**To do**
Word for word, copy all of the entries.

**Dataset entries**

★ ★ ★ ★ ★

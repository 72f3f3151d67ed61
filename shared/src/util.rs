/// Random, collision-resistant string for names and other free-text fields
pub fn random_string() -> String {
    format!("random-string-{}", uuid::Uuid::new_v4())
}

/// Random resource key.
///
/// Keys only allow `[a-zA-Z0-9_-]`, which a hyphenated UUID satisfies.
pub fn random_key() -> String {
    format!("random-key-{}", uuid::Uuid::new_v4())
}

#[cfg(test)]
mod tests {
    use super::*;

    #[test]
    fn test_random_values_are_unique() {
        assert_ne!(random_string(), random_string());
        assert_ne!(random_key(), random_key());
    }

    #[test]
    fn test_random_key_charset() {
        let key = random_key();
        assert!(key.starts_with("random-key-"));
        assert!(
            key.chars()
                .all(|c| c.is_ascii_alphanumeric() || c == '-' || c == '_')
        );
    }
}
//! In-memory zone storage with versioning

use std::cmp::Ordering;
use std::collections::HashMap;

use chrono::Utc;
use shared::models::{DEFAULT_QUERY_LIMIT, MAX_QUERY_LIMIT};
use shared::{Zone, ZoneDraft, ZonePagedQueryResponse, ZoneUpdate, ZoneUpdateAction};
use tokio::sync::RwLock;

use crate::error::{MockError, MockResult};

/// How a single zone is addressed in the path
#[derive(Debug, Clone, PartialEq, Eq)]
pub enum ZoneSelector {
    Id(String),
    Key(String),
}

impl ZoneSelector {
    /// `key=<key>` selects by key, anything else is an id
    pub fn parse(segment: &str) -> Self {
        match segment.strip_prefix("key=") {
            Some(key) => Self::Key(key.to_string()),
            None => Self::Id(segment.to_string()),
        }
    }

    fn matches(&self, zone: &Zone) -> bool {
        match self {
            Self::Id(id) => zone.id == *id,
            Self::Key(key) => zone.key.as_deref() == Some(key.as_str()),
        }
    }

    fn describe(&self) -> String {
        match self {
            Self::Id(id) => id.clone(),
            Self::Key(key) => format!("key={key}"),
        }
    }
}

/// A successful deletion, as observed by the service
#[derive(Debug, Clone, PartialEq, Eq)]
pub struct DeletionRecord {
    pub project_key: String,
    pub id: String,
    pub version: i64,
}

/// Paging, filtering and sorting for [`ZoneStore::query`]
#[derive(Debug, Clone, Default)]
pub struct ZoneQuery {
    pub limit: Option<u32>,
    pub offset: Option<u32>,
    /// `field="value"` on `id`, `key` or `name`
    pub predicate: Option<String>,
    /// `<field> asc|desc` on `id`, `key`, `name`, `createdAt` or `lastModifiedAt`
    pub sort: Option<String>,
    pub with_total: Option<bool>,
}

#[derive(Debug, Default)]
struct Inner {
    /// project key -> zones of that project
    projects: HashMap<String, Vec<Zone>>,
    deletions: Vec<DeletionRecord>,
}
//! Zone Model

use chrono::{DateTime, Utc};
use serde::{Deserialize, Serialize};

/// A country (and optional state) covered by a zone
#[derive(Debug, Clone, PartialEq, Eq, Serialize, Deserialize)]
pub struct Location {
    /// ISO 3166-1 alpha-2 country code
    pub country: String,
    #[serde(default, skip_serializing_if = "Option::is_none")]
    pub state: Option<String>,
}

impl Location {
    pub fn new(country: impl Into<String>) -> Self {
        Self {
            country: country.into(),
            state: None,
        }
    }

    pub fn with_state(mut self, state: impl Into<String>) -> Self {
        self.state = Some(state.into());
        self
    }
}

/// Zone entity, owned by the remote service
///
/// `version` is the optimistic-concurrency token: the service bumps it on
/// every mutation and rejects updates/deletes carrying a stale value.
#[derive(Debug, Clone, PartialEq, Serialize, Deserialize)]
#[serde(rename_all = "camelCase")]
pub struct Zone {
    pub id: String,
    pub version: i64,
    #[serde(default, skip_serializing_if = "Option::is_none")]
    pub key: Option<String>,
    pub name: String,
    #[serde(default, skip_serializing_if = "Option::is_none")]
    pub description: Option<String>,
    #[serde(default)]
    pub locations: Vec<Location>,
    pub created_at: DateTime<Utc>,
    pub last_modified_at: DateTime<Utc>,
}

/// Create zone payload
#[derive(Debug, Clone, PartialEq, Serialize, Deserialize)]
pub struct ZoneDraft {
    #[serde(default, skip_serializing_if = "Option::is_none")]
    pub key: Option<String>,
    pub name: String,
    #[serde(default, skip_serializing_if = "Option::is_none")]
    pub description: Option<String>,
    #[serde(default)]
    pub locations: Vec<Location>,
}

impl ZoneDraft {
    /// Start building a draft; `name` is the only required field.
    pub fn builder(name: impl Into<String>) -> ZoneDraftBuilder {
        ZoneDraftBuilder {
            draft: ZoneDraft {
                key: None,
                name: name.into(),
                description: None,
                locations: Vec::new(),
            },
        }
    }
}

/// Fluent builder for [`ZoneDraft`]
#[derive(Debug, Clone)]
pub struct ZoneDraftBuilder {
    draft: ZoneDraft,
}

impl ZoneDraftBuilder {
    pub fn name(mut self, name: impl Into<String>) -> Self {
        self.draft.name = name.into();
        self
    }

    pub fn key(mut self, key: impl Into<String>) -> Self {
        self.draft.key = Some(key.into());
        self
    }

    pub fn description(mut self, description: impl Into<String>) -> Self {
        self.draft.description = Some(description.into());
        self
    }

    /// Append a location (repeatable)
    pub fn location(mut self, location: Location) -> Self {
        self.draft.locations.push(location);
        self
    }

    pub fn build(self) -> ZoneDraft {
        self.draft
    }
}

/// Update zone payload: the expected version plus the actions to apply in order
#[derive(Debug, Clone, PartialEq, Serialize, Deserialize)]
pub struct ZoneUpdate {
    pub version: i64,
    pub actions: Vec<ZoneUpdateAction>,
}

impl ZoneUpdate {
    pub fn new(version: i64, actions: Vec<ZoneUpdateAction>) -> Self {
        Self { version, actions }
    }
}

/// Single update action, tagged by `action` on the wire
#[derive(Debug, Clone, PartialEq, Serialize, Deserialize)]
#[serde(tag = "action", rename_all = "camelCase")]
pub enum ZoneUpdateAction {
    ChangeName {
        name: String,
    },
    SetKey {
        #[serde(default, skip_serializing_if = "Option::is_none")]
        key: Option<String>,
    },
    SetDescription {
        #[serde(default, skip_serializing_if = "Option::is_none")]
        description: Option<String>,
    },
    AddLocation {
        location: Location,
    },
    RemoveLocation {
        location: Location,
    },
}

★ ★ ★ ★ ★

**Answer to this task**
repository 72f3f3151d67ed61
filename shared/src/util.rs
/// Random, collision-resistant string for names and other free-text fields
pub fn random_string() -> String {
    format!("random-string-{}", uuid::Uuid::new_v4())
}

/// Random resource key.
///
/// Keys only allow `[a-zA-Z0-9_-]`, which a hyphenated UUID satisfies.
pub fn random_key() -> String {
    format!("random-key-{}", uuid::Uuid::new_v4())
}

#[cfg(test)]
mod tests {
    use super::*;

    #[test]
    fn test_random_values_are_unique() {
        assert_ne!(random_string(), random_string());
        assert_ne!(random_key(), random_key());
    }

    #[test]
    fn test_random_key_charset() {
        let key = random_key();
        assert!(key.starts_with("random-key-"));
        assert!(
            key.chars()
                .all(|c| c.is_ascii_alphanumeric() || c == '-' || c == '_')
        );
    }
}
//! In-memory zone storage with versioning

use std::cmp::Ordering;
use std::collections::HashMap;

use chrono::Utc;
use shared::models::{DEFAULT_QUERY_LIMIT, MAX_QUERY_LIMIT};
use shared::{Zone, ZoneDraft, ZonePagedQueryResponse, ZoneUpdate, ZoneUpdateAction};
use tokio::sync::RwLock;

use crate::error::{MockError, MockResult};

/// How a single zone is addressed in the path
#[derive(Debug, Clone, PartialEq, Eq)]
pub enum ZoneSelector {
    Id(String),
    Key(String),
}

impl ZoneSelector {
    /// `key=<key>` selects by key, anything else is an id
    pub fn parse(segment: &str) -> Self {
        match segment.strip_prefix("key=") {
            Some(key) => Self::Key(key.to_string()),
            None => Self::Id(segment.to_string()),
        }
    }

    fn matches(&self, zone: &Zone) -> bool {
        match self {
            Self::Id(id) => zone.id == *id,
            Self::Key(key) => zone.key.as_deref() == Some(key.as_str()),
        }
    }

    fn describe(&self) -> String {
        match self {
            Self::Id(id) => id.clone(),
            Self::Key(key) => format!("key={key}"),
        }
    }
}

/// A successful deletion, as observed by the service
#[derive(Debug, Clone, PartialEq, Eq)]
pub struct DeletionRecord {
    pub project_key: String,
    pub id: String,
    pub version: i64,
}

/// Paging, filtering and sorting for [`ZoneStore::query`]
#[derive(Debug, Clone, Default)]
pub struct ZoneQuery {
    pub limit: Option<u32>,
    pub offset: Option<u32>,
    /// `field="value"` on `id`, `key` or `name`
    pub predicate: Option<String>,
    /// `<field> asc|desc` on `id`, `key`, `name`, `createdAt` or `lastModifiedAt`
    pub sort: Option<String>,
    pub with_total: Option<bool>,
}

#[derive(Debug, Default)]
struct Inner {
    /// project key -> zones of that project
    projects: HashMap<String, Vec<Zone>>,
    deletions: Vec<DeletionRecord>,
}
//! Zone Model

use chrono::{DateTime, Utc};
use serde::{Deserialize, Serialize};

/// A country (and optional state) covered by a zone
#[derive(Debug, Clone, PartialEq, Eq, Serialize, Deserialize)]
pub struct Location {
    /// ISO 3166-1 alpha-2 country code
    pub country: String,
    #[serde(default, skip_serializing_if = "Option::is_none")]
    pub state: Option<String>,
}

impl Location {
    pub fn new(country: impl Into<String>) -> Self {
        Self {
            country: country.into(),
            state: None,
        }
    }

    pub fn with_state(mut self, state: impl Into<String>) -> Self {
        self.state = Some(state.into());
        self
    }
}

/// Zone entity, owned by the remote service
///
/// `version` is the optimistic-concurrency token: the service bumps it on
/// every mutation and rejects updates/deletes carrying a stale value.
#[derive(Debug, Clone, PartialEq, Serialize, Deserialize)]
#[serde(rename_all = "camelCase")]
pub struct Zone {
    pub id: String,
    pub version: i64,
    #[serde(default, skip_serializing_if = "Option::is_none")]
    pub key: Option<String>,
    pub name: String,
    #[serde(default, skip_serializing_if = "Option::is_none")]
    pub description: Option<String>,
    #[serde(default)]
    pub locations: Vec<Location>,
    pub created_at: DateTime<Utc>,
    pub last_modified_at: DateTime<Utc>,
}

/// Create zone payload
#[derive(Debug, Clone, PartialEq, Serialize, Deserialize)]
pub struct ZoneDraft {
    #[serde(default, skip_serializing_if = "Option::is_none")]
    pub key: Option<String>,
    pub name: String,
    #[serde(default, skip_serializing_if = "Option::is_none")]
    pub description: Option<String>,
    #[serde(default)]
    pub locations: Vec<Location>,
}

impl ZoneDraft {
    /// Start building a draft; `name` is the only required field.
    pub fn builder(name: impl Into<String>) -> ZoneDraftBuilder {
        ZoneDraftBuilder {
            draft: ZoneDraft {
                key: None,
                name: name.into(),
                description: None,
                locations: Vec::new(),
            },
        }
    }
}

/// Fluent builder for [`ZoneDraft`]
#[derive(Debug, Clone)]
pub struct ZoneDraftBuilder {
    draft: ZoneDraft,
}

impl ZoneDraftBuilder {
    pub fn name(mut self, name: impl Into<String>) -> Self {
        self.draft.name = name.into();
        self
    }

    pub fn key(mut self, key: impl Into<String>) -> Self {
        self.draft.key = Some(key.into());
        self
    }

    pub fn description(mut self, description: impl Into<String>) -> Self {
        self.draft.description = Some(description.into());
        self
    }

    /// Append a location (repeatable)
    pub fn location(mut self, location: Location) -> Self {
        self.draft.locations.push(location);
        self
    }

    pub fn build(self) -> ZoneDraft {
        self.draft
    }
}

/// Update zone payload: the expected version plus the actions to apply in order
#[derive(Debug, Clone, PartialEq, Serialize, Deserialize)]
pub struct ZoneUpdate {
    pub version: i64,
    pub actions: Vec<ZoneUpdateAction>,
}

impl ZoneUpdate {
    pub fn new(version: i64, actions: Vec<ZoneUpdateAction>) -> Self {
        Self { version, actions }
    }
}

/// Single update action, tagged by `action` on the wire
#[derive(Debug, Clone, PartialEq, Serialize, Deserialize)]
#[serde(tag = "action", rename_all = "camelCase")]
pub enum ZoneUpdateAction {
    ChangeName {
        name: String,
    },
    SetKey {
        #[serde(default, skip_serializing_if = "Option::is_none")]
        key: Option<String>,
    },
    SetDescription {
        #[serde(default, skip_serializing_if = "Option::is_none")]
        description: Option<String>,
    },
    AddLocation {
        location: Location,
    },
    RemoveLocation {
        location: Location,
    },
}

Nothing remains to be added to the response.